The original version of Whitney, My Love which was published in 1985, contains two violent scenes - 1) a scene where the hero beats the heroine with a riding crop, and 2) rapes her. The new version, has a reworking of these sequences for a modern audience. In the original version published in 1985 - the hero, Clayton, rapes Whitney in a bit of a rage, after he is told a bit of malicious gossip regarding her. The new version changes this a bit, by having the hero merely attempt to rape Whitney.

Here's what a one reviewer states regarding both in an article entitled Romance and Rape Culture - a Modern Reader Reads Whitney My Love


In some ways, the Diet version of this novel is even worse, for the rape scene was rewritten to be consensual by having Whitney offer her virginity to Clayton to make up for her behaviour that “drove” him to kidnap, assault, and humiliate her in the first place. Her unpardonable crime was to embarrass him—and apparently the proper punishment for that is rape.

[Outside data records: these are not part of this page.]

use async_trait::async_trait;

use crate::error::NotificationError;
use crate::models::NotificationIntent;

/// Durable queue of notification intents.
#[async_trait]
pub trait NotificationOutbox: Send + Sync {
    async fn enqueue(&self, intents: Vec<NotificationIntent>) -> Result<(), NotificationError>;

    /// Oldest pending intents first.
    async fn pending(&self, limit: usize) -> Result<Vec<NotificationIntent>, NotificationError>;

    /// Persists status, attempt count and last error of an intent.
    async fn update(&self, intent: &NotificationIntent) -> Result<(), NotificationError>;
}
use std::sync::Arc;

use anyhow::Error as AnyError;
use async_trait::async_trait;
use chrono::{NaiveDate, Utc};
use reqwest::Method;
use serde::Deserialize;
use serde::de::DeserializeOwned;
use serde_json::{json, Value};
use tracing::{debug, error, warn};
use uuid::Uuid;

use notification_cell::{NotificationError, NotificationIntent, NotificationOutbox};
use payment_cell::Payment;
use shared_config::AppConfig;
use shared_database::supabase::{PostgrestError, SupabaseClient};

use crate::models::{
    Appointment, AppointmentStatus, AvailabilityWindow, ReconciliationTicket, StatusUpdate, TokenClaim,
};
use crate::store::{
    AppointmentRepository, ConflictKind, PaymentRepository, ReconciliationRepository, ScheduleRepository,
    StoreError, TokenLedger,
};

/// PostgREST-backed store. Uniqueness comes from these constraints:
///
/// - `token_ledger_partition_key` on (doctor_id, appointment_date, token_number)
/// - `token_ledger_claim_key` on (claim_key)
/// - `appointments_booking_reference_key` on (booking_reference)
/// - `appointments_gateway_order_key` on (gateway_order_id)
/// - `payments_gateway_payment_key` on (razorpay_payment_id)
pub struct SupabaseBookingStore {
    supabase: Arc<SupabaseClient>,
}

#[derive(Debug, Deserialize)]
struct TokenNumberRow {
    token_number: i32,
}

fn conflict_for(constraint: Option<&str>) -> Option<ConflictKind> {
    match constraint? {
        "token_ledger_partition_key" => Some(ConflictKind::Token),
        "token_ledger_claim_key" => Some(ConflictKind::Claim),
        "appointments_booking_reference_key" => Some(ConflictKind::BookingReference),
        "appointments_gateway_order_key" => Some(ConflictKind::GatewayOrder),
        "payments_gateway_payment_key" => Some(ConflictKind::GatewayPayment),
        _ => None,
    }
}

fn store_error(e: AnyError) -> StoreError {
    if let Some(pg) = e.downcast_ref::<PostgrestError>() {
        if pg.is_unique_violation() {
            if let Some(kind) = conflict_for(pg.constraint()) {
                return StoreError::Conflict(kind);
            }
            warn!("Unique violation on unexpected constraint: {}", pg.message);
        }
        if pg.is_auth_failure() {
            error!("Supabase rejected service credentials: {}", pg.message);
        }
    }
    StoreError::Unavailable(e.to_string())
}

fn to_body<T: serde::Serialize>(value: &T) -> Result<Value, StoreError> {
    serde_json::to_value(value).map_err(|e| StoreError::Corrupt(e.to_string()))
}

fn outbox_error(e: StoreError) -> NotificationError {
    NotificationError::Outbox(e.to_string())
}

impl SupabaseBookingStore {
    pub fn new(config: &AppConfig) -> Self {
        Self { supabase: Arc::new(SupabaseClient::service(config)) }
    }

    async fn fetch<T: DeserializeOwned>(&self, path: &str) -> Result<Vec<T>, StoreError> {
        debug!("GET {}", path);
        self.supabase
            .request::<Vec<T>>(Method::GET, path, None, None)
            .await
            .map_err(store_error)
    }

    async fn write<T: DeserializeOwned>(&self, method: Method, path: &str, body: Value) -> Result<Vec<T>, StoreError> {
        debug!("{} {}", method, path);
        self.supabase
            .request::<Option<Vec<T>>>(method, path, None, Some(body))
            .await
            .map(Option::unwrap_or_default)
            .map_err(store_error)
    }

    async fn enqueue_intents(&self, intents: Vec<NotificationIntent>) -> Result<(), StoreError> {
        if intents.is_empty() {
            return Ok(());
        }
        let _: Vec<Value> = self.write(Method::POST, "/rest/v1/notification_outbox", to_body(&intents)?).await?;
        Ok(())
    }

    /// Outbox rows follow the appointment write; a failure here is logged, not surfaced.
    async fn enqueue_after_write(&self, appointment_id: Uuid, intents: Vec<NotificationIntent>) {
        if let Err(e) = self.enqueue_intents(intents).await {
            error!(appointment_id = %appointment_id, "Failed to enqueue notifications: {}", e);
        }
    }
}

#[async_trait]
impl TokenLedger for SupabaseBookingStore {
    async fn highest_token(&self, doctor_id: Uuid, date: NaiveDate) -> Result<i32, StoreError> {
        let path = format!(
            "/rest/v1/token_ledger?doctor_id=eq.{}&appointment_date=eq.{}&select=token_number&order=token_number.desc&limit=1",
            doctor_id, date
        );
        let rows: Vec<TokenNumberRow> = self.fetch(&path).await?;
        Ok(rows.first().map(|r| r.token_number).unwrap_or(0))
    }

    async fn claim_token(&self, claim: &TokenClaim) -> Result<(), StoreError> {
        let _: Vec<TokenClaim> = self.write(Method::POST, "/rest/v1/token_ledger", to_body(claim)?).await?;
        Ok(())
    }

    async fn find_claim(&self, claim_key: &str) -> Result<Option<TokenClaim>, StoreError> {
        let path = format!("/rest/v1/token_ledger?claim_key=eq.{}", urlencoding::encode(claim_key));
        Ok(self.fetch::<TokenClaim>(&path).await?.into_iter().next())
    }
}

#[async_trait]
impl AppointmentRepository for SupabaseBookingStore {
    async fn insert_confirmed(
        &self,
        appointment: &Appointment,
        notifications: Vec<NotificationIntent>,
    ) -> Result<Appointment, StoreError> {
        let rows: Vec<Appointment> = self.write(Method::POST, "/rest/v1/appointments", to_body(appointment)?).await?;
        let created = rows.into_iter().next()
            .ok_or_else(|| StoreError::Corrupt("insert returned no appointment".to_string()))?;

        self.enqueue_after_write(created.id, notifications).await;
        Ok(created)
    }

    async fn find_appointment(&self, id: Uuid) -> Result<Option<Appointment>, StoreError> {
        let path = format!("/rest/v1/appointments?id=eq.{}", id);
        Ok(self.fetch::<Appointment>(&path).await?.into_iter().next())
    }

    async fn find_by_reference(&self, booking_reference: &str) -> Result<Option<Appointment>, StoreError> {
        let path = format!(
            "/rest/v1/appointments?booking_reference=eq.{}",
            urlencoding::encode(booking_reference)
        );
        Ok(self.fetch::<Appointment>(&path).await?.into_iter().next())
    }

    async fn find_by_gateway_order(&self, order_id: &str) -> Result<Option<Appointment>, StoreError> {
        let path = format!("/rest/v1/appointments?gateway_order_id=eq.{}", urlencoding::encode(order_id));
        Ok(self.fetch::<Appointment>(&path).await?.into_iter().next())
    }

    async fn list_for_day(&self, doctor_id: Uuid, date: NaiveDate) -> Result<Vec<Appointment>, StoreError> {
        let path = format!(
            "/rest/v1/appointments?doctor_id=eq.{}&appointment_date=eq.{}&order=token_number.asc",
            doctor_id, date
        );
        self.fetch(&path).await
    }

    async fn list_on_date(&self, date: NaiveDate) -> Result<Vec<Appointment>, StoreError> {
        let path = format!("/rest/v1/appointments?appointment_date=eq.{}", date);
        self.fetch(&path).await
    }

    async fn list_follow_ups(&self, from: NaiveDate, to: NaiveDate) -> Result<Vec<Appointment>, StoreError> {
        let path = format!(
            "/rest/v1/appointments?status=eq.completed&follow_up_date=gte.{}&follow_up_date=lte.{}&order=follow_up_date.asc",
            from, to
        );
        self.fetch(&path).await
    }

    async fn transition(
        &self,
        id: Uuid,
        expected: AppointmentStatus,
        update: StatusUpdate,
        notifications: Vec<NotificationIntent>,
    ) -> Result<Option<Appointment>, StoreError> {
        let path = format!("/rest/v1/appointments?id=eq.{}&status=eq.{}", id, expected);

        let mut body = json!({
            "status": update.status,
            "updated_at": Utc::now(),
        });
        if let Some(date) = update.follow_up_date {
            body["follow_up_date"] = json!(date);
        }
        if let Some(notes) = update.consultation_notes {
            body["consultation_notes"] = json!(notes);
        }

        let rows: Vec<Appointment> = self.write(Method::PATCH, &path, body).await?;
        match rows.into_iter().next() {
            Some(updated) => {
                self.enqueue_after_write(updated.id, notifications).await;
                Ok(Some(updated))
            }
            None => Ok(None),
        }
    }
}

#[async_trait]
impl PaymentRepository for SupabaseBookingStore {
    async fn insert_pending(&self, payment: &Payment) -> Result<(), StoreError> {
        let _: Vec<Payment> = self.write(Method::POST, "/rest/v1/payments", to_body(payment)?).await?;
        Ok(())
    }

    async fn find_by_order(&self, order_id: &str) -> Result<Option<Payment>, StoreError> {
        let path = format!("/rest/v1/payments?razorpay_order_id=eq.{}", urlencoding::encode(order_id));
        Ok(self.fetch::<Payment>(&path).await?.into_iter().next())
    }

    async fn complete_payment(
        &self,
        order_id: &str,
        payment_id: &str,
        signature: &str,
        appointment_id: Uuid,
    ) -> Result<Option<Payment>, StoreError> {
        let path = format!(
            "/rest/v1/payments?razorpay_order_id=eq.{}&status=eq.pending",
            urlencoding::encode(order_id)
        );
        let body = json!({
            "status": "completed",
            "razorpay_payment_id": payment_id,
            "razorpay_signature": signature,
            "appointment_id": appointment_id,
            "updated_at": Utc::now(),
        });
        let rows: Vec<Payment> = self.write(Method::PATCH, &path, body).await?;
        Ok(rows.into_iter().next())
    }

    async fn completed_for_appointments(&self, appointment_ids: &[Uuid]) -> Result<Vec<Payment>, StoreError> {
        if appointment_ids.is_empty() {
            return Ok(Vec::new());
        }
        let ids = appointment_ids.iter().map(Uuid::to_string).collect::<Vec<_>>().join(",");
        let path = format!("/rest/v1/payments?status=eq.completed&appointment_id=in.({})", ids);
        self.fetch(&path).await
    }
}

#[async_trait]
impl ReconciliationRepository for SupabaseBookingStore {
    async fn open_ticket(&self, ticket: &ReconciliationTicket) -> Result<(), StoreError> {
        let _: Vec<ReconciliationTicket> =
            self.write(Method::POST, "/rest/v1/reconciliation_tickets", to_body(ticket)?).await?;
        Ok(())
    }

    async fn open_tickets(&self) -> Result<Vec<ReconciliationTicket>, StoreError> {
        self.fetch("/rest/v1/reconciliation_tickets?status=eq.open&order=created_at.asc").await
    }

    async fn resolve_tickets(&self, gateway_payment_id: &str) -> Result<usize, StoreError> {
        let path = format!(
            "/rest/v1/reconciliation_tickets?gateway_payment_id=eq.{}&status=eq.open",
            urlencoding::encode(gateway_payment_id)
        );
        let body = json!({ "status": "resolved", "resolved_at": Utc::now() });
        let rows: Vec<ReconciliationTicket> = self.write(Method::PATCH, &path, body).await?;
        Ok(rows.len())
    }
}

#[async_trait]
impl ScheduleRepository for SupabaseBookingStore {
    async fn windows_for(&self, doctor_id: Uuid, day_of_week: u32) -> Result<Vec<AvailabilityWindow>, StoreError> {
        let path = format!(
            "/rest/v1/time_slots?doctor_id=eq.{}&day_of_week=eq.{}&is_available=eq.true&order=start_time.asc",
            doctor_id, day_of_week
        );
        self.fetch(&path).await
    }
}

#[async_trait]
impl NotificationOutbox for SupabaseBookingStore {
    async fn enqueue(&self, intents: Vec<NotificationIntent>) -> Result<(), NotificationError> {
        self.enqueue_intents(intents).await.map_err(outbox_error)
    }

    async fn pending(&self, limit: usize) -> Result<Vec<NotificationIntent>, NotificationError> {
        let path = format!("/rest/v1/notification_outbox?status=eq.pending&order=created_at.asc&limit={}", limit);
        self.fetch(&path).await.map_err(outbox_error)
    }

    async fn update(&self, intent: &NotificationIntent) -> Result<(), NotificationError> {
        let path = format!("/rest/v1/notification_outbox?id=eq.{}", intent.id);
        let body = json!({
            "status": intent.status,
            "attempts": intent.attempts,
            "last_error": intent.last_error,
            "updated_at": intent.updated_at,
        });
        let _: Vec<Value> = self.write(Method::PATCH, &path, body).await.map_err(outbox_error)?;
        Ok(())
    }
}

#[cfg(test)]
mod tests {
    use super::*;

    #[test]
    fn known_constraints_map_to_conflicts() {
        assert_eq!(conflict_for(Some("token_ledger_partition_key")), Some(ConflictKind::Token));
        assert_eq!(conflict_for(Some("payments_gateway_payment_key")), Some(ConflictKind::GatewayPayment));
        assert_eq!(conflict_for(Some("something_else")), None);
        assert_eq!(conflict_for(None), None);
    }

    #[test]
    fn unique_violation_on_claim_key_is_claim_conflict() {
        let pg = PostgrestError::from_response(
            409,
            r#"{"code":"23505","message":"duplicate key value violates unique constraint \"token_ledger_claim_key\"","details":null}"#,
        );
        assert_eq!(store_error(pg.into()), StoreError::Conflict(ConflictKind::Claim));
    }
}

Whitney endures Clayton’s stalking her, restraining her, repeatedly sexually assaulting her, and finally (almost) raping her—and she forgives him forty pages later because her love for him is just too strong. Ultimately, this is filthiest worm at the centre of this rotten apple of a novel: the idea that Clayton’s possessive, violent, wrathful, misogynist, distrustful behaviour is just a sign of how powerful his love is, and his actions are simply misguided expressions of that romantic love—which is darkly funny to me, because Clayton’s more “passionate” expressions of love are now seen as textbook examples of abusive behaviour.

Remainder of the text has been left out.